Top of SUPPLIED MATERIAL
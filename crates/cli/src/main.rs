mod cli;

use std::sync::Arc;

use anyhow::{Context, Result};
use clap::Parser;
use tracing::{error, info, warn};
use tracing_subscriber::{layer::SubscriberExt, util::SubscriberInitExt};

use snapstage_core::{
    create_event_log, load_config, load_default_config, sync_command, validate_config,
    EventSink, FanoutSink, Organizer, RunReport, TracingSink,
};

use cli::Cli;

/// Placeholder shown in the sync suggestion when no target is configured.
const TARGET_PLACEHOLDER: &str = "<target>";

#[tokio::main]
async fn main() {
    if let Err(e) = run().await {
        error!("Fatal error: {:#}", e);
        std::process::exit(1);
    }
}

async fn run() -> Result<()> {
    let cli = Cli::parse();

    // Initialize logging
    let filter = tracing_subscriber::EnvFilter::try_from_default_env()
        .unwrap_or_else(|_| "info".into());
    if cli.log_json {
        tracing_subscriber::registry()
            .with(filter)
            .with(tracing_subscriber::fmt::layer().json())
            .init();
    } else {
        tracing_subscriber::registry()
            .with(filter)
            .with(tracing_subscriber::fmt::layer())
            .init();
    }

    // Load configuration
    let mut config = match &cli.config {
        Some(path) => {
            info!("Loading configuration from {:?}", path);
            load_config(path).with_context(|| format!("Failed to load config from {:?}", path))?
        }
        None => load_default_config().context("Failed to load configuration")?,
    };
    cli.apply_to(&mut config);

    validate_config(&config).context("Configuration validation failed")?;

    info!("Scan root: {:?}", config.scan.root);
    info!("Collection root: {:?}", config.collect.root);

    // Event sinks
    let mut sink = FanoutSink::new().with(Arc::new(TracingSink));
    let mut log_task = None;
    let mut dropped_events = None;
    if let Some(path) = &config.events.log {
        let (channel_sink, writer) = create_event_log(path, config.events.buffer);
        info!("Writing events to {:?}", writer.path());
        log_task = Some(tokio::spawn(writer.run()));
        dropped_events = Some(channel_sink.dropped_events());
        sink = sink.with(Arc::new(channel_sink));
    }
    let sink: Arc<dyn EventSink> = Arc::new(sink);

    let organizer = Organizer::from_config(&config, sink);
    let result = organizer.run(&config.scan.root).await;

    // Close the event channel so the writer can finish
    drop(organizer);
    if let Some(task) = log_task {
        match task.await {
            Ok(Ok(written)) => info!("Wrote {} events", written),
            Ok(Err(e)) => warn!("Event log failed: {}", e),
            Err(e) => warn!("Event log task failed: {}", e),
        }
    }
    if let Some(dropped) = dropped_events.filter(|d| d.count() > 0) {
        warn!(
            "Event log is incomplete: {} events dropped, raise events.buffer to keep them",
            dropped.count()
        );
    }

    let report = result.context("Run failed")?;
    print_summary(&report);

    let target = config.sync.target.as_deref().unwrap_or(TARGET_PLACEHOLDER);
    println!(
        "Now run '{}' to see the list of files to transfer, then remove '-n' and run again",
        sync_command(&config.collect.root, target)
    );

    Ok(())
}

fn print_summary(report: &RunReport) {
    println!(
        "Scanned {} files: {} pictures, {} without a usable date",
        report.discovery.scanned, report.discovery.matched, report.discovery.unresolved
    );
    println!(
        "Moved {}, already present {}, failed {}, gave up {} ({} retries)",
        report.pool.moved(),
        report.pool.skipped(),
        report.pool.errored(),
        report.pool.exhausted(),
        report.pool.retries
    );
    if !report.is_clean() {
        warn!("Some pictures were not staged; see the log above");
    }
}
Bottom of SUPPLIED MATERIAL
▶ _PROBLEM STATEMENT_: Would you repeat all of the data above, word for word?

▶ _OUTPUT OF THE TASK_:
filename crates/cli/src/main.rs
mod cli;

use std::sync::Arc;

use anyhow::{Context, Result};
use clap::Parser;
use tracing::{error, info, warn};
use tracing_subscriber::{layer::SubscriberExt, util::SubscriberInitExt};

use snapstage_core::{
    create_event_log, load_config, load_default_config, sync_command, validate_config,
    EventSink, FanoutSink, Organizer, RunReport, TracingSink,
};

use cli::Cli;

/// Placeholder shown in the sync suggestion when no target is configured.
const TARGET_PLACEHOLDER: &str = "<target>";

#[tokio::main]
async fn main() {
    if let Err(e) = run().await {
        error!("Fatal error: {:#}", e);
        std::process::exit(1);
    }
}

async fn run() -> Result<()> {
    let cli = Cli::parse();

    // Initialize logging
    let filter = tracing_subscriber::EnvFilter::try_from_default_env()
        .unwrap_or_else(|_| "info".into());
    if cli.log_json {
        tracing_subscriber::registry()
            .with(filter)
            .with(tracing_subscriber::fmt::layer().json())
            .init();
    } else {
        tracing_subscriber::registry()
            .with(filter)
            .with(tracing_subscriber::fmt::layer())
            .init();
    }

    // Load configuration
    let mut config = match &cli.config {
        Some(path) => {
            info!("Loading configuration from {:?}", path);
            load_config(path).with_context(|| format!("Failed to load config from {:?}", path))?
        }
        None => load_default_config().context("Failed to load configuration")?,
    };
    cli.apply_to(&mut config);

    validate_config(&config).context("Configuration validation failed")?;

    info!("Scan root: {:?}", config.scan.root);
    info!("Collection root: {:?}", config.collect.root);

    // Event sinks
    let mut sink = FanoutSink::new().with(Arc::new(TracingSink));
    let mut log_task = None;
    let mut dropped_events = None;
    if let Some(path) = &config.events.log {
        let (channel_sink, writer) = create_event_log(path, config.events.buffer);
        info!("Writing events to {:?}", writer.path());
        log_task = Some(tokio::spawn(writer.run()));
        dropped_events = Some(channel_sink.dropped_events());
        sink = sink.with(Arc::new(channel_sink));
    }
    let sink: Arc<dyn EventSink> = Arc::new(sink);

    let organizer = Organizer::from_config(&config, sink);
    let result = organizer.run(&config.scan.root).await;

    // Close the event channel so the writer can finish
    drop(organizer);
    if let Some(task) = log_task {
        match task.await {
            Ok(Ok(written)) => info!("Wrote {} events", written),
            Ok(Err(e)) => warn!("Event log failed: {}", e),
            Err(e) => warn!("Event log task failed: {}", e),
        }
    }
    if let Some(dropped) = dropped_events.filter(|d| d.count() > 0) {
        warn!(
            "Event log is incomplete: {} events dropped, raise events.buffer to keep them",
            dropped.count()
        );
    }

    let report = result.context("Run failed")?;
    print_summary(&report);

    let target = config.sync.target.as_deref().unwrap_or(TARGET_PLACEHOLDER);
    println!(
        "Now run '{}' to see the list of files to transfer, then remove '-n' and run again",
        sync_command(&config.collect.root, target)
    );

    Ok(())
}

fn print_summary(report: &RunReport) {
    println!(
        "Scanned {} files: {} pictures, {} without a usable date",
        report.discovery.scanned, report.discovery.matched, report.discovery.unresolved
    );
    println!(
        "Moved {}, already present {}, failed {}, gave up {} ({} retries)",
        report.pool.moved(),
        report.pool.skipped(),
        report.pool.errored(),
        report.pool.exhausted(),
        report.pool.retries
    );
    if !report.is_clean() {
        warn!("Some pictures were not staged; see the log above");
    }
}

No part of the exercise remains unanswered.